The city of "things"

Mar 29, 2006 20:13

I've discovered that I live roughly an hour and a half from Rome. Or maybe it's Babylon. Regardless, I have to say Los Angeles is a pretty interesting city to visit and somewhere I'd never want to live.

The amount of excess in that city is just stunning. I wandered around Santa Monica's promenade and was more than a little depressed. I've come to the conclusion that there's a contest among clothing designers to see who can sell the most expensive t-shirt with the most ridiculous design and get people to buy it. Thus far I have to say the "Only losers buy expensive t-shirts" shirt that was $70 seems to be leading the race.

And on and on it goes. They have bars where you can race turtles, indoor skydiving facilities, a movie theater with a touch-sensitive video floor panel, and more clubs than you'd know what to do with. There are yoga studios and designer baby furniture stores and so many thin blond women wearing weird clothes you'd think you'd stepped off the spaceship into some parallel universe where ugly people were summarily executed. I have no doubt you could find anything your dark heart desired within about an hour of downtown - Polynesian dwarf stripper? Check. Hand-knitted Nepalese peace shawl? Check.

The seedy underbelly, like most cities, is far from the glossy chic of the nicer areas. We drove through skid row in downtown LA, where hundreds of homeless people were wandering up and down several blocks - trash in the streets, graffiti on the walls. And then fifteen minutes later we stepped into a relatively swanky club with beautiful and flashy dancers. I can't quite figure out how so many different worlds can be so close. It's not the first time I've seen poverty, but it's the first time I've seen it so very close to the rich hedonism of somewhere like Hollywood.
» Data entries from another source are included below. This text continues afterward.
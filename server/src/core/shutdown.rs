//! Centralized shutdown management

use std::sync::Arc;
use std::time::Duration;

use tokio::sync::{Mutex, watch};
use tokio::task::JoinHandle;

use super::constants::SHUTDOWN_TIMEOUT_SECS;
use crate::data::SqliteService;

/// Centralized shutdown service for coordinating graceful shutdown
#[derive(Clone)]
pub struct ShutdownService {
    tx: Arc<watch::Sender<bool>>,
    rx: watch::Receiver<bool>,
    handles: Arc<Mutex<Vec<JoinHandle<()>>>>,
    database: Arc<SqliteService>,
}

impl ShutdownService {
    pub fn new(database: Arc<SqliteService>) -> Self {
        let (tx, rx) = watch::channel(false);
        Self {
            tx: Arc::new(tx),
            rx,
            handles: Arc::new(Mutex::new(Vec::new())),
            database,
        }
    }

    /// Register a background task handle to be awaited during shutdown
    pub async fn register(&self, handle: JoinHandle<()>) {
        self.handles.lock().await.push(handle);
    }

    /// Subscribe to shutdown signal
    pub fn subscribe(&self) -> watch::Receiver<bool> {
        self.rx.clone()
    }

    /// Trigger shutdown
    pub fn trigger(&self) {
        let _ = self.tx.send(true);
    }

    /// Check if shutdown was triggered
    #[cfg(test)]
    pub fn is_triggered(&self) -> bool {
        *self.rx.borrow()
    }

    /// Trigger shutdown and wait for all registered tasks to complete
    ///
    /// Background tasks are drained before the database is checkpointed
    /// and closed.
    pub async fn shutdown(&self) {
        tracing::debug!("Initiating graceful shutdown...");
        self.trigger();

        let handles = std::mem::take(&mut *self.handles.lock().await);
        tracing::debug!(
            count = handles.len(),
            "Waiting for background tasks to finish..."
        );

        let timeout = Duration::from_secs(SHUTDOWN_TIMEOUT_SECS);
        match tokio::time::timeout(timeout, futures::future::join_all(handles)).await {
            Ok(_) => tracing::debug!("All background tasks completed"),
            Err(_) => tracing::warn!(
                timeout_secs = timeout.as_secs(),
                "Timeout waiting for background tasks"
            ),
        }

        tracing::debug!("Closing database connections...");
        if let Err(e) = self.database.checkpoint().await {
            tracing::warn!("SQLite checkpoint failed: {}", e);
        }
        self.database.close().await;

        tracing::debug!("Shutdown complete");
    }

    /// Wait for shutdown signal (for use with axum graceful shutdown)
    /// Returns an owned future that can be passed to graceful_shutdown
    pub fn wait(&self) -> impl std::future::Future<Output = ()> + Send + 'static {
        let mut rx = self.rx.clone();
        async move {
            let _ = rx.wait_for(|&v| v).await;
        }
    }

    /// Install OS signal handlers and auto-trigger on Ctrl+C/SIGTERM
    pub fn install_signal_handlers(&self) {
        let service = self.clone();
        tokio::spawn(async move {
            let ctrl_c = async {
                if let Err(e) = tokio::signal::ctrl_c().await {
                    tracing::error!("Failed to listen for Ctrl+C: {}", e);
                    std::future::pending::<()>().await;
                }
            };

            #[cfg(unix)]
            let terminate = async {
                match tokio::signal::unix::signal(tokio::signal::unix::SignalKind::terminate()) {
                    Ok(mut signal) => {
                        signal.recv().await;
                    }
                    Err(e) => {
                        tracing::error!("Failed to install SIGTERM handler: {}", e);
                        std::future::pending::<()>().await;
                    }
                }
            };

            #[cfg(not(unix))]
            let terminate = std::future::pending::<()>();

            tokio::select! {
                _ = ctrl_c => tracing::debug!("Received Ctrl+C, shutting down"),
                _ = terminate => tracing::debug!("Received SIGTERM, shutting down"),
            }

            service.trigger();
        });
    }
}

#[cfg(test)]
mod tests {
    use super::*;

    async fn make_shutdown() -> ShutdownService {
        let database = Arc::new(SqliteService::init_in_memory().await.unwrap());
        ShutdownService::new(database)
    }

    #[tokio::test]
    async fn test_shutdown_not_triggered_initially() {
        let shutdown = make_shutdown().await;
        assert!(!shutdown.is_triggered());
    }

    #[tokio::test]
    async fn test_shutdown_trigger() {
        let shutdown = make_shutdown().await;
        shutdown.trigger();
        assert!(shutdown.is_triggered());
    }

    #[tokio::test]
    async fn test_shutdown_wait_returns_after_trigger() {
        let shutdown = make_shutdown().await;
        let handle = tokio::spawn(shutdown.wait());

        tokio::task::yield_now().await;
        shutdown.trigger();

        tokio::time::timeout(Duration::from_millis(100), handle)
            .await
            .unwrap()
            .unwrap();
    }

    #[tokio::test]
    async fn test_shutdown_awaits_registered_tasks() {
        let shutdown = make_shutdown().await;
        let mut rx = shutdown.subscribe();
        let finished = Arc::new(std::sync::atomic::AtomicBool::new(false));
        let flag = finished.clone();
        shutdown
            .register(tokio::spawn(async move {
                let _ = rx.wait_for(|&v| v).await;
                flag.store(true, std::sync::atomic::Ordering::SeqCst);
            }))
            .await;

        shutdown.shutdown().await;
        assert!(finished.load(std::sync::atomic::Ordering::SeqCst));
    }
}
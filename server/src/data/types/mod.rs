//! Shared data types for the store and API layers

mod catalog;

pub use catalog::{NewProduct, ProductRow, ProductSearchParams};
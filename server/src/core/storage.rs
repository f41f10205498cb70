//! Platform-aware data storage directory management
//!
//! ## Platform Paths
//!
//! | Type | Windows | macOS | Linux |
//! |------|---------|-------|-------|
//! | Data | `%APPDATA%\Storefront\` | `~/Library/Application Support/Storefront/` | `$XDG_DATA_HOME/storefront/` |

use std::path::{Path, PathBuf};

use anyhow::{Context, Result};
use directories::ProjectDirs;

use super::constants::{APP_DOT_FOLDER, APP_NAME, ENV_DATA_DIR};
use crate::utils::file::expand_path;

/// Data subdirectories
#[derive(Debug, Clone, Copy, PartialEq, Eq)]
pub enum DataSubdir {
    Sqlite,
}

impl DataSubdir {
    pub const fn as_str(&self) -> &'static str {
        match self {
            DataSubdir::Sqlite => "sqlite",
        }
    }

    pub const fn all() -> &'static [DataSubdir] {
        &[DataSubdir::Sqlite]
    }
}

/// Application storage manager
#[derive(Debug, Clone)]
pub struct AppStorage {
    data_dir: PathBuf,
}

impl AppStorage {
    /// Initialize storage with platform-appropriate data directory
    pub async fn init() -> Result<Self> {
        let data_dir = Self::resolve_data_dir();

        // canonicalize requires the path to exist
        Self::ensure_directories(&data_dir).await?;
        let data_dir = data_dir.canonicalize().unwrap_or(data_dir);

        tracing::debug!(data_dir = %data_dir.display(), "Storage initialized");
        Ok(Self { data_dir })
    }

    /// Resolve data directory from env var or platform default
    pub fn resolve_data_dir() -> PathBuf {
        if let Ok(dir) = std::env::var(ENV_DATA_DIR) {
            return expand_path(&dir);
        }

        if let Some(proj_dirs) = ProjectDirs::from("", "", APP_NAME) {
            return proj_dirs.data_dir().to_path_buf();
        }

        let cwd = std::env::current_dir().unwrap_or_else(|_| PathBuf::from("."));
        cwd.join(APP_DOT_FOLDER)
    }

    async fn ensure_directories(data_dir: &Path) -> Result<()> {
        tokio::fs::create_dir_all(data_dir)
            .await
            .with_context(|| format!("Failed to create data directory: {}", data_dir.display()))?;

        for subdir in DataSubdir::all() {
            let path = data_dir.join(subdir.as_str());
            tokio::fs::create_dir_all(&path).await.with_context(|| {
                format!(
                    "Failed to create {} directory: {}",
                    subdir.as_str(),
                    path.display()
                )
            })?;
        }

        Ok(())
    }

    /// Get the data directory path
    pub fn data_dir(&self) -> &Path {
        &self.data_dir
    }

    /// Get path to a subdirectory (canonicalized)
    pub fn subdir(&self, subdir: DataSubdir) -> PathBuf {
        let path = self.data_dir.join(subdir.as_str());
        path.canonicalize().unwrap_or(path)
    }

    /// Get path to a file within a subdirectory
    #[cfg(test)]
    pub fn subdir_path(&self, subdir: DataSubdir, filename: &str) -> PathBuf {
        self.data_dir.join(subdir.as_str()).join(filename)
    }

    /// Create AppStorage for testing with a specific data directory
    #[cfg(test)]
    pub fn init_for_test(data_dir: PathBuf) -> Self {
        Self { data_dir }
    }
}

#[cfg(test)]
mod tests {
    use super::*;

    #[test]
    fn test_data_subdir_as_str() {
        assert_eq!(DataSubdir::Sqlite.as_str(), "sqlite");
        assert_eq!(DataSubdir::all(), &[DataSubdir::Sqlite]);
    }

    #[test]
    fn test_subdir_path() {
        let storage = AppStorage::init_for_test(PathBuf::from("/tmp/storefront-test"));
        assert_eq!(
            storage.subdir_path(DataSubdir::Sqlite, "storefront.db"),
            PathBuf::from("/tmp/storefront-test/sqlite/storefront.db")
        );
    }

    #[tokio::test]
    async fn test_ensure_directories_creates_subdirs() {
        let dir = tempfile::tempdir().unwrap();
        let data_dir = dir.path().join("data");
        AppStorage::ensure_directories(&data_dir).await.unwrap();
        assert!(data_dir.join("sqlite").is_dir());
    }
}
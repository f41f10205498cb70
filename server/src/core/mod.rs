//! Core application infrastructure

pub(crate) mod banner;
pub mod cli;
pub mod config;
pub mod constants;
pub mod shutdown;
pub mod storage;

pub use crate::app::CoreApp;
pub use cli::{CliConfig, Commands};
pub use config::{AppConfig, CatalogConfig, ServerConfig};
pub use shutdown::ShutdownService;
pub use storage::{AppStorage, DataSubdir};

pub use crate::data::SqliteService;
What the weekend made me want quite desperately was to return to the South and to my family. I wanted to call my brother on the phone and tell him about the craziness of the West coast, I wanted to sit with my mother in the den as she folded the same clothes she's worn for years, and I wanted to hear the gruff opinionated declarations of my uncle on what's causing the Braves to struggle this season. In wanting these things, I realized how little I want a big life. As it is, my life is just-right sized. To delve into the world of "things" and appearances, even for a whirlwind LA trip, was unpleasant. I'm glad to be back here in my tiny studio and the comfortable path of my running trail and the sense that there is nothing I lack.

So I'm adjusting my previous picture of LA. It took me precisely four straight days there to determine that, however entertaining the sights and sounds, I'm not cut out for fame and fast living. Shoot, I can't even do without 8 or 9 hours of sleep a night, and I get cranky when I don't get enough quiet time.

It seems almost as nice to figure out who you're not as who you are.